You have made - and will continue to make - the biggest difference. It's my job to support you in what I believe is our shared moral purpose of excellence and opportunity for all, not just the few.
SoS: Your questions to the secretary of state
In the question and answer session following the secretary of state's speech Carin Taylor, principal of Soham Village College, asked: "If you have only two priorities, why are you burdening schools with so many additional initiatives? We have the implementation of diplomas, A level and GCSE changes, wellbeing, community cohesion and much, much more. We can barely cope. With the ever-growing list, how do you expect school leaders to keep their focus on the main priority of raising standards?"

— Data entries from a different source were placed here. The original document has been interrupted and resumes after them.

use std::collections::HashSet;
use std::path::Path;
use std::path::PathBuf;
use walkdir::WalkDir;

/// The files found at or under a set of input paths.
#[derive(Debug, Default)]
pub(crate) struct GraphQLFiles {
    pub paths: Vec<PathBuf>,
    pub num_skipped: usize,
    pub errors: Vec<anyhow::Error>,
}

/// Normalizes extensions given as `graphql` or `.graphql` to `graphql`.
pub(crate) fn normalize_exts(exts: &[String]) -> HashSet<String> {
    exts.iter()
        .map(|ext| ext.trim().trim_start_matches('.').to_string())
        .filter(|ext| !ext.is_empty())
        .collect()
}

/// Recursively finds the files with one of `exts` at or under each of
/// `input_paths`, in walk order.
///
/// A single file argument is kept even when its extension doesn't match:
/// naming a file explicitly is taken as asking for it.
pub(crate) fn find_graphql_files(input_paths: &[PathBuf], exts: &HashSet<String>) -> GraphQLFiles {
    let mut found = GraphQLFiles::default();
    log::debug!("Scanning {} input paths...", input_paths.len());

    for input_path in input_paths {
        for entry in WalkDir::new(input_path).follow_links(true).sort_by_file_name() {
            let entry = match entry {
                Ok(entry) => entry,
                Err(e) => {
                    log::trace!(
                        "Encountered an error while iterating recursive \
                        filesystem entities at/under {input_path:#?}."
                    );
                    found.errors.push(e.into());
                    continue;
                },
            };

            let path = entry.path();
            if !entry.file_type().is_file() {
                log::trace!("Skipping non-file: {path:#?}.");
                continue;
            }
            if has_matching_ext(path, exts) {
                log::trace!("Found file at {path:#?}.");
                push_canonical(&mut found, path);
            } else {
                found.num_skipped += 1;
            }
        }
    }

    if found.paths.is_empty()
        && found.errors.is_empty()
        && let [single_path] = input_paths
        && single_path.is_file()
    {
        log::warn!(
            "Proceeding with {single_path:#?} even though it doesn't match \
            any of the --exts ({}).",
            exts.iter()
                .map(|ext| format!("`.{ext}`"))
                .collect::<Vec<_>>()
                .join(", "),
        );
        found.num_skipped = found.num_skipped.saturating_sub(1);
        push_canonical(&mut found, single_path);
    }

    log::debug!("Found {} GraphQL files.", found.paths.len());
    found
}

fn has_matching_ext(path: &Path, exts: &HashSet<String>) -> bool {
    path.extension()
        .map(|ext| exts.contains(ext.to_string_lossy().as_ref()))
        .unwrap_or(false)
}

fn push_canonical(found: &mut GraphQLFiles, path: &Path) {
    match std::fs::canonicalize(path) {
        Ok(path) => found.paths.push(path),
        Err(e) => found
            .errors
            .push(anyhow::Error::new(e).context(format!("failed to resolve {}", path.display()))),
    }
}
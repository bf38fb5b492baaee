use crate::types::GraphQLType;

/// The kinds of types, as exposed by the `__TypeKind` introspection enum.
#[derive(Clone, Copy, Debug, Eq, Hash, PartialEq)]
pub enum GraphQLTypeKind {
    Scalar,
    Object,
    Interface,
    Union,
    Enum,
    InputObject,
    List,
    NonNull,
}
impl GraphQLTypeKind {
    pub const ALL: [GraphQLTypeKind; 8] = [
        Self::Scalar,
        Self::Object,
        Self::Interface,
        Self::Union,
        Self::Enum,
        Self::InputObject,
        Self::List,
        Self::NonNull,
    ];

    /// The `__TypeKind` value name.
    pub fn as_str(&self) -> &'static str {
        match self {
            Self::Scalar => "SCALAR",
            Self::Object => "OBJECT",
            Self::Interface => "INTERFACE",
            Self::Union => "UNION",
            Self::Enum => "ENUM",
            Self::InputObject => "INPUT_OBJECT",
            Self::List => "LIST",
            Self::NonNull => "NON_NULL",
        }
    }

    /// A human-readable name for error messages.
    pub fn name(&self) -> &'static str {
        match self {
            Self::Scalar => "scalar",
            Self::Object => "object",
            Self::Interface => "interface",
            Self::Union => "union",
            Self::Enum => "enum",
            Self::InputObject => "input object",
            Self::List => "list",
            Self::NonNull => "non-null",
        }
    }
}
impl From<&GraphQLType> for GraphQLTypeKind {
    fn from(value: &GraphQLType) -> Self {
        match value {
            GraphQLType::Enum(_) => Self::Enum,
            GraphQLType::InputObject(_) => Self::InputObject,
            GraphQLType::Interface(_) => Self::Interface,
            GraphQLType::Object(_) => Self::Object,
            GraphQLType::Scalar(_) => Self::Scalar,
            GraphQLType::Union(_) => Self::Union,
        }
    }
}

The secretary of state said in response: "There is certainly a challenge to us to stay focused - you are right about that. I told John Dunford that I would stick to the agenda in the Children's Plan and I intend to do that. I welcome John's challenge, and your challenge, to keep to that agenda."
As a follow-up question, Alan Chambers, head of North Manchester School for Boys, said: "Whilst we all want to raise standards in our schools and welcome the additional funding that National Challenge brings, how can you justify the totally arbitrary 30 per cent five A*-C cut-off point which has suddenly and very publicly labelled as failures many good schools which have improving GCSE results, excellent CVA and good Ofsted reports?"
The secretary of state said: "I appreciate that some schools felt that the way the National Challenge played out in the media was unfair. But I am clear that we must set uncompromising objectives and do all we can to support schools to get there. I am convinced that this is the right thing to do."